Таким образом, бог приветствует входящих в святилище иначе, чем люди, – вот в чем заключался, на мой взгляд, замысел того, кто сделал надпись. И потому говорят, что всякому посетителю бог возвещает только одно: «Будь рассудителен!» Правда, в качестве прорицателя он выражается немного загадочно: ведь «Познай самого себя!» и «Будь рассудителен!» – это одно и то же, как следует из буквального значения этих слов и как считаю я сам.

165

Быть может, кто‑нибудь и сочтет, что дело обстоит иначе, как, я думаю, произошло и с теми, кто сочинил более поздние надписи: «Ничего сверх меры!» и «Не зарекайся – быть беде!»[441] Они полагали, что изречение «Познай самого себя!» – это совет, а не приветствие, обращенное богом к входящим; поэтому, стремясь приписать богу не менее полезные советы, они и начертали эти надписи. А говорю я это, Сократ, вот ради чего: все, что было сказано раньше, я отдаю на твое усмотрение;

b

быть может, ты сказал об этом нечто более правильное, быть может, и я, но нами не было сказано ничего достаточно ясного. Теперь же я желаю предоставить слово тебе, если ты не согласен, что рассудительность – это самопознание.

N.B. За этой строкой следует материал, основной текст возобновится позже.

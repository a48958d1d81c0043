//! Gateway instructions - own methods

use crate::{state, GatewayError, TargetAuthority};
use relaygate_common::interfaces::gateway::TARGET_CHANGED;
use relaygate_common::Address;
use relaygate_policy::Ownable;
use relaygate_runtime::CallContext;
use tracing::info;

/// Replace the destination. The zero address unsets it; policy state is
/// left alone.
pub fn set_target(
    ctx: &mut CallContext<'_>,
    authority: TargetAuthority,
    ownable: &Ownable,
    new_target: Address,
) -> Result<(), GatewayError> {
    if authority == TargetAuthority::Owner {
        ownable.only_owner(ctx)?;
    }

    let previous = state::destination(ctx);
    state::store_destination(ctx, new_target);
    ctx.emit(
        TARGET_CHANGED,
        &[previous.to_word(), new_target.to_word()],
        Vec::new(),
    );

    info!(gateway = %ctx.address(), %previous, current = %new_target, "destination changed");
    Ok(())
}

pub fn get_target(ctx: &CallContext<'_>) -> Address {
    state::destination(ctx)
}

pub fn policy(ctx: &CallContext<'_>) -> Address {
    state::policy(ctx)
}
//! Typed clients for the gateway and the policy store
//!
//! Clients hold only an address; every call takes the [`Host`] it runs on.
//! Views read through [`Host::view`] and never change state. Sends fail with
//! [`SdkError::Reverted`] when the transaction reverts.

use crate::{SdkError, SdkResult};
use relaygate_common::abi::{self, Token};
use relaygate_common::interfaces::{gateway as gateway_sig, ownable, policy as policy_sig};
use relaygate_common::{Address, Selector, Value};
use relaygate_runtime::{Host, Receipt, Transaction};

/// Account used as `msg.sender` for read-only calls
const READER: Address = Address::ZERO;

fn view(host: &Host, to: Address, signature: &str, tokens: &[Token]) -> SdkResult<Vec<u8>> {
    let data = abi::encode_call(Selector::from_signature(signature), tokens);
    host.view(READER, to, &data).map_err(SdkError::Reverted)
}

fn send(
    host: &mut Host,
    from: Address,
    to: Address,
    signature: &str,
    tokens: &[Token],
) -> SdkResult<Receipt> {
    let data = abi::encode_call(Selector::from_signature(signature), tokens);
    into_result(host.transact(&Transaction::new(from, to).with_data(data)))
}

fn into_result(receipt: Receipt) -> SdkResult<Receipt> {
    match receipt.revert() {
        Some(revert) => Err(SdkError::Reverted(revert.clone())),
        None => Ok(receipt),
    }
}

/// Client for a deployed gateway
#[derive(Debug, Clone, Copy, PartialEq, Eq)]
pub struct GatewayClient {
    address: Address,
}

impl GatewayClient {
    pub fn new(address: Address) -> Self {
        Self { address }
    }

    pub fn address(&self) -> Address {
        self.address
    }

    pub fn target(&self, host: &Host) -> SdkResult<Address> {
        Ok(abi::decode_address(&view(host, self.address, gateway_sig::GET_TARGET, &[])?)?)
    }

    pub fn policy(&self, host: &Host) -> SdkResult<Address> {
        Ok(abi::decode_address(&view(host, self.address, gateway_sig::POLICY, &[])?)?)
    }

    pub fn owner(&self, host: &Host) -> SdkResult<Address> {
        Ok(abi::decode_address(&view(host, self.address, ownable::OWNER, &[])?)?)
    }

    pub fn set_target(&self, host: &mut Host, from: Address, target: Address) -> SdkResult<Receipt> {
        send(host, from, self.address, gateway_sig::SET_TARGET, &[Token::Address(target)])
    }

    pub fn transfer_ownership(&self, host: &mut Host, from: Address, new_owner: Address) -> SdkResult<Receipt> {
        send(host, from, self.address, ownable::TRANSFER_OWNERSHIP, &[Token::Address(new_owner)])
    }

    /// Send raw input and value through the gateway. The receipt is returned
    /// as is, reverted or not.
    pub fn forward(&self, host: &mut Host, from: Address, data: Vec<u8>, value: Value) -> Receipt {
        host.transact(
            &Transaction::new(from, self.address)
                .with_data(data)
                .with_value(value),
        )
    }

    /// Call `signature` on the destination through the gateway.
    pub fn call(&self, host: &mut Host, from: Address, signature: &str, tokens: &[Token]) -> SdkResult<Receipt> {
        send(host, from, self.address, signature, tokens)
    }
}

/// Client for a deployed policy store
#[derive(Debug, Clone, Copy, PartialEq, Eq)]
pub struct PolicyClient {
    address: Address,
}

impl PolicyClient {
    pub fn new(address: Address) -> Self {
        Self { address }
    }

    pub fn address(&self) -> Address {
        self.address
    }

    pub fn owner(&self, host: &Host) -> SdkResult<Address> {
        Ok(abi::decode_address(&view(host, self.address, ownable::OWNER, &[])?)?)
    }

    pub fn is_authorized(&self, host: &Host, target: Address, selector: Selector) -> SdkResult<bool> {
        let output = view(
            host,
            self.address,
            policy_sig::IS_AUTHORIZED,
            &[Token::Address(target), Token::Selector(selector)],
        )?;
        Ok(abi::decode_bool(&output)?)
    }

    pub fn allowed_target(&self, host: &Host, target: Address) -> SdkResult<bool> {
        let output = view(host, self.address, policy_sig::ALLOWED_TARGETS, &[Token::Address(target)])?;
        Ok(abi::decode_bool(&output)?)
    }

    pub fn allowed_method(&self, host: &Host, target: Address, selector: Selector) -> SdkResult<bool> {
        let output = view(
            host,
            self.address,
            policy_sig::ALLOWED_METHODS,
            &[Token::Address(target), Token::Selector(selector)],
        )?;
        Ok(abi::decode_bool(&output)?)
    }

    /// Bound predicate, `None` when unbound
    pub fn predicate_for(&self, host: &Host, target: Address, selector: Selector) -> SdkResult<Option<Address>> {
        let output = view(
            host,
            self.address,
            policy_sig::PREDICATE_FOR,
            &[Token::Address(target), Token::Selector(selector)],
        )?;
        let predicate = abi::decode_address(&output)?;
        Ok((!predicate.is_zero()).then_some(predicate))
    }

    pub fn set_target_status(&self, host: &mut Host, from: Address, target: Address, allowed: bool) -> SdkResult<Receipt> {
        send(
            host,
            from,
            self.address,
            policy_sig::SET_TARGET_STATUS,
            &[Token::Address(target), Token::Bool(allowed)],
        )
    }

    pub fn set_method_status(
        &self,
        host: &mut Host,
        from: Address,
        target: Address,
        selector: Selector,
        allowed: bool,
    ) -> SdkResult<Receipt> {
        send(
            host,
            from,
            self.address,
            policy_sig::SET_METHOD_STATUS,
            &[Token::Address(target), Token::Selector(selector), Token::Bool(allowed)],
        )
    }

    pub fn set_predicate(
        &self,
        host: &mut Host,
        from: Address,
        target: Address,
        selector: Selector,
        predicate: Address,
    ) -> SdkResult<Receipt> {
        send(
            host,
            from,
            self.address,
            policy_sig::SET_PREDICATE,
            &[Token::Address(target), Token::Selector(selector), Token::Address(predicate)],
        )
    }

    pub fn transfer_ownership(&self, host: &mut Host, from: Address, new_owner: Address) -> SdkResult<Receipt> {
        send(host, from, self.address, ownable::TRANSFER_OWNERSHIP, &[Token::Address(new_owner)])
    }
}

– Но, мой Критий, – возразил я, – ты так нападаешь на меня, как будто я уже знаю то, о чем я тебя спрашиваю, и соглашаюсь с тобой, когда мне вздумается. Однако все обстоит иначе: я, наоборот, все время стремлюсь вместе с тобою выяснить поставленный мною вопрос, потому что сам я не знаю ответа.

c

А сказать, согласен ли я с тобою или нет, я хочу после того, как мы с тобой этот вопрос выясним. Потерпи же, пока мы его рассмотрим.

– Так рассматривай же, – сказал он.

– Вот я и рассматриваю, – отвечал я. – Ведь если рассудительность есть умение что‑либо познавать, ясно, что она представляет собою знание некоей вещи. Или ты не согласен?

– Да, – отвечал он, – это знание самого себя.

– Значит, и врачебное искусство есть знание того, что дает здоровье?

– Несомненно.

d

– Итак, если ты спросишь меня: «Для чего нам пригодно врачебное искусство, коль скоро оно – наука о здоровье, и что оно совершает?» – я могу ответить, что оно приносит немалую пользу. Ведь оно доставляет нам здоровье – прекрасную вещь, если только ты это допускаешь.

– Да, допускаю.

– А если ты меня спросишь о строительстве – какое, согласно моему мнению, оно вершит дело, будучи. знанием того, как строить, – я отвечу, что оно строит дома; и точно так же я отвечу по поводу других искусств.